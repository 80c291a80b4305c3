use super::{prelude::*, require_comment, require_restaurant, require_user, validate_text};

#[derive(Debug, Clone)]
pub struct ReplyToComment {
    pub restaurant_id: Id,
    pub parent_id: Id,
    pub author_id: Id,
    pub text: String,
}

/// Stores a reply one layer below the parent comment.
///
/// Replies are stored independent of their depth, even if they
/// are nested too deep to be displayed.
pub fn reply_to_comment<R>(repo: &R, params: ReplyToComment) -> Result<Comment>
where
    R: CommentRepo + UserRepo + RestaurantRepo,
{
    let ReplyToComment {
        restaurant_id,
        parent_id,
        author_id,
        text,
    } = params;
    validate_text(&text)?;
    require_user(repo, author_id)?;
    require_restaurant(repo, restaurant_id)?;
    let parent = require_comment(repo, parent_id)?;
    if parent.restaurant_id != restaurant_id {
        log::warn!(
            "Reply to comment {parent_id} of restaurant {} submitted for restaurant {restaurant_id}",
            parent.restaurant_id
        );
        return Err(Error::CommentOfOtherRestaurant);
    }
    let new_comment = NewComment {
        restaurant_id,
        author_id,
        text,
        reply_to: Some(parent.id),
        layer: parent.layer.next(),
        created_at: Timestamp::now(),
    };
    let id = repo.create_comment(new_comment.clone())?;
    log::info!("User {author_id} replied to comment {parent_id}");
    Ok(new_comment.into_comment(id))
}

#[cfg(test)]
mod tests {
    use super::super::{post_comment, tests::MockDb, PostComment};
    use super::*;

    fn reply(db: &MockDb, parent_id: Id, text: &str) -> Result<Comment> {
        reply_to_comment(
            db,
            ReplyToComment {
                restaurant_id: Id::new(1),
                parent_id,
                author_id: Id::new(1),
                text: text.into(),
            },
        )
    }

    fn post(db: &MockDb) -> Comment {
        post_comment(
            db,
            PostComment {
                restaurant_id: Id::new(1),
                author_id: Id::new(1),
                text: "top".into(),
            },
        )
        .unwrap()
    }

    #[test]
    fn reply_one_layer_below_parent() {
        let db = MockDb::with_user_and_restaurant();
        let top = post(&db);
        let first = reply(&db, top.id, "first").unwrap();
        assert_eq!(Some(top.id), first.reply_to);
        assert_eq!(Layer::new(2), first.layer);
        let second = reply(&db, first.id, "second").unwrap();
        assert_eq!(Some(first.id), second.reply_to);
        assert_eq!(Layer::new(3), second.layer);
        assert_eq!(3, db.comments.borrow().len());
    }

    #[test]
    fn store_replies_beyond_max_reply_depth() {
        let db = MockDb::with_user_and_restaurant();
        let mut parent = post(&db);
        for _ in 0..5 {
            parent = reply(&db, parent.id, "deeper").unwrap();
        }
        assert_eq!(Layer::new(6), parent.layer);
        assert_eq!(parent, db.load_comment(parent.id).unwrap());
    }

    #[test]
    fn reject_reply_to_missing_comment() {
        let db = MockDb::with_user_and_restaurant();
        assert!(matches!(
            reply(&db, Id::new(42), "reply"),
            Err(Error::CommentDoesNotExist)
        ));
    }

    #[test]
    fn reject_empty_reply() {
        let db = MockDb::with_user_and_restaurant();
        let top = post(&db);
        assert!(matches!(reply(&db, top.id, "  "), Err(Error::EmptyComment)));
    }

    #[test]
    fn reject_reply_to_comment_of_other_restaurant() {
        let db = MockDb::with_user_and_restaurant();
        let other = db.create_restaurant("Other").unwrap();
        let comment = post_comment(
            &db,
            PostComment {
                restaurant_id: other,
                author_id: Id::new(1),
                text: "elsewhere".into(),
            },
        )
        .unwrap();
        assert!(matches!(
            reply(&db, comment.id, "reply"),
            Err(Error::CommentOfOtherRestaurant)
        ));
    }
}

⁂

■ **Work to complete**
Look at the entries above. Say how many lines have the word "super", and give only the number.

■ **Exercise result**
3